Adams, Kleemeier, Hagan, Hannah & Fonts by Walter L. Hannah and Joseph W. Moss for defendant appellee.

MALLARD, Chief Judge.

[1, 2] The loan commitment referred to in paragraph 2 of the stipulations provided that interest would be charged on the outstanding balance due on the loan at the rate of 7%,% per annum, plus a “service fee” of one-half of one percent per month payable monthly on the outstanding balance. The note, by its terms, was not usurious; however, under Chapter 24 of the General Statutes in effect at the time the loan involved herein was made, the loan commitment, which was made a part of the stipulations, provided on its face for the extracting of more than the specified legal rate for the hire of money allowed at the time and under the circumstances and conditions of this loan.

The statutes against usury forbid the extraction or reception of more than the specified legal rate for the hire of money. At the time this loan' was made and paid, the provisions of G.S. 24-8 allowing a corporation to charge as much as 8 per cent interest, under certain circumstances, was not applicable to this transaction because the loan matured within less than five years from the date thereof by the terms of the note.

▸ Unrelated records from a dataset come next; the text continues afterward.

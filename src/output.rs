use serde::de::DeserializeOwned;
use serde_json::Value;

use crate::error::{Result, SquallError};
use crate::schema::{IssueKind, Schema, SchemaIssue, SchemaIssues};

/// The schema-validated final output of one invocation.
#[derive(Debug, Clone, PartialEq)]
pub struct StructuredReply {
    value: Value,
    raw: String,
}

impl StructuredReply {
    pub(crate) fn new(value: Value, raw: impl Into<String>) -> Self {
        Self {
            value,
            raw: raw.into(),
        }
    }

    /// Wrap free text when no reply schema was declared.
    pub(crate) fn plain(text: String) -> Self {
        Self {
            value: Value::String(text.clone()),
            raw: text,
        }
    }

    pub fn value(&self) -> &Value {
        &self.value
    }

    pub fn raw(&self) -> &str {
        &self.raw
    }

    /// A declared field's value, with `null` treated as absent.
    pub fn field(&self, name: &str) -> Option<&Value> {
        self.value.get(name).filter(|v| !v.is_null())
    }

    pub fn decode<T: DeserializeOwned>(&self) -> Result<T> {
        Ok(serde_json::from_value(self.value.clone())?)
    }
}

/// Decodes a model's free-form final text against a declared contract.
#[derive(Debug, Clone, Default)]
pub struct OutputExtractor {
    schema: Schema,
}

impl OutputExtractor {
    pub fn new(schema: Schema) -> Self {
        Self { schema }
    }

    pub fn schema(&self) -> &Schema {
        &self.schema
    }

    /// Locate a JSON object in `raw` and validate it. Several candidate
    /// objects may appear in prose; the first one satisfying the schema
    /// wins, otherwise the first candidate's mismatches are reported.
    pub fn extract(&self, raw: &str) -> Result<StructuredReply> {
        let candidates = json_candidates(raw);
        if candidates.is_empty() {
            return Err(SquallError::InvalidReply(SchemaIssues(vec![SchemaIssue {
                field: "$".into(),
                problem: IssueKind::Unparseable,
            }])));
        }

        let mut first_issues: Option<SchemaIssues> = None;
        for candidate in &candidates {
            match self.schema.validate(candidate) {
                Ok(()) => return Ok(StructuredReply::new(candidate.clone(), raw)),
                Err(issues) => {
                    first_issues.get_or_insert(issues);
                }
            }
        }
        Err(SquallError::InvalidReply(first_issues.unwrap_or_default()))
    }
}

fn json_candidates(text: &str) -> Vec<Value> {
    if let Ok(value) = serde_json::from_str::<Value>(text.trim()) {
        if value.is_object() {
            return vec![value];
        }
    }

    // Balanced-brace scan for objects embedded in prose or code fences.
    let mut values = Vec::new();
    let mut depth = 0;
    let mut start = None;
    let mut in_string = false;
    let mut escape_next = false;

    for (i, ch) in text.char_indices() {
        match ch {
            '{' if !in_string => {
                if depth == 0 {
                    start = Some(i);
                }
                depth += 1;
            }
            '}' if !in_string => {
                if depth > 0 {
                    depth -= 1;
                    if depth == 0 {
                        if let Some(s) = start {
                            if let Ok(value) = serde_json::from_str::<Value>(&text[s..=i]) {
                                values.push(value);
                            }
                        }
                        start = None;
                    }
                }
            }
            '"' if !escape_next => {
                if depth > 0 {
                    in_string = !in_string;
                }
            }
            '\\' if in_string && !escape_next => {
                escape_next = true;
                continue;
            }
            _ => {}
        }
        escape_next = false;
    }

    values
}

Where the loan is secured by real estate located in North Carolina, the loan is subject to the laws of North Carolina relating to interest and usury. Meroney v. B. and L. Assn., 116 N.C. 882, 21 S.E. 924 (1895).

*656It is said in Kessing v. National Mortgage Corporation, 278 N.C. 523, 180 S.E. 2d 823 (1971), that:

“In an action for usury plaintiff must show (1) that there was a loan, (2) that there was an understanding that the money lent would be returned, (3) that for the loan a greater rate of interest than allowed by law was paid, and (4) that there was corrupt intent to take more than the legal rate for the use of the money, (citations omitted) The corrupt intent required to constitute usury is simply the intentional charging of more for money lent than the law allows, (citations omitted) Where the lender intentionally charges the borrower a greater rate of interest than the law allows and his purpose is clearly revealed on the face of the instrument, a corrupt intent to violate the usury law on the part of the lender is shown, (citations omitted) And where there is no dispute as to the facts, the court may declare a transaction usurious as a matter of law. (citation omitted)”

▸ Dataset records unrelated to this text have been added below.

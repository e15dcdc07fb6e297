//! Building blocks for running schema-disciplined conversational agents.
//!
//! The crate provides a minimal runtime with:
//! - A language model abstraction ([`LanguageModel`]) and a deterministic
//!   [`ScriptedModel`] for tests and demos.
//! - Schema-validated tools ([`Tool`], [`ToolRegistry`]).
//! - Per-thread transcripts and context behind a [`ThreadStore`].
//! - An [`Agent`] that loops between the model and tools and returns a
//!   [`StructuredReply`] validated against a declared [`Schema`].

mod agent;
mod config;
mod error;
mod hooks;
mod llm;
mod message;
mod metrics;
mod output;
mod schema;
mod storage;
mod telemetry;
mod tool;
mod toolkit;

pub use agent::{Agent, LoopPhase};
pub use config::EngineConfig;
pub use error::{Result, SquallError};
pub use hooks::AgentHook;
pub use llm::{LanguageModel, ModelCompletion, ModelRequest, ScriptedModel};
pub use message::{Message, Role, ToolCall, ToolResult};
pub use metrics::{InvocationReport, MetricsTracker, RunGuard};
pub use output::{OutputExtractor, StructuredReply};
pub use schema::{FieldKind, FieldSpec, IssueKind, Schema, SchemaIssue, SchemaIssues};
pub use storage::{FileThreadStore, MemoryThreadStore, ThreadStore};
pub use telemetry::init_tracing;
pub use tool::{BoundCall, Tool, ToolContext, ToolDescription, ToolRegistry};
pub use toolkit::weather_toolkit;

pub use tokio_util::sync::CancellationToken;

The stipulations by the parties judicially admitted: There was a loan of money from defendant to plaintiff; it was to be repaid; the money was for a construction loan on real property situated in Watauga County and secured by a deed of trust thereon; it was due and was repaid within a year after the date thereof; a greater rate of interest than allowed by law was charged and collected; and the interest was charged and collected intentionally.

We hold that the trial judge committed error in failing to allow plaintiff’s motion for summary judgment. Kessing v. National Mortgage Corporation, supra. The judgment of the superior court is reversed, and this cause is remanded for further proceedings consistent with this opinion.

Reversed and remanded.

Judges Campbell and Hedrick concur.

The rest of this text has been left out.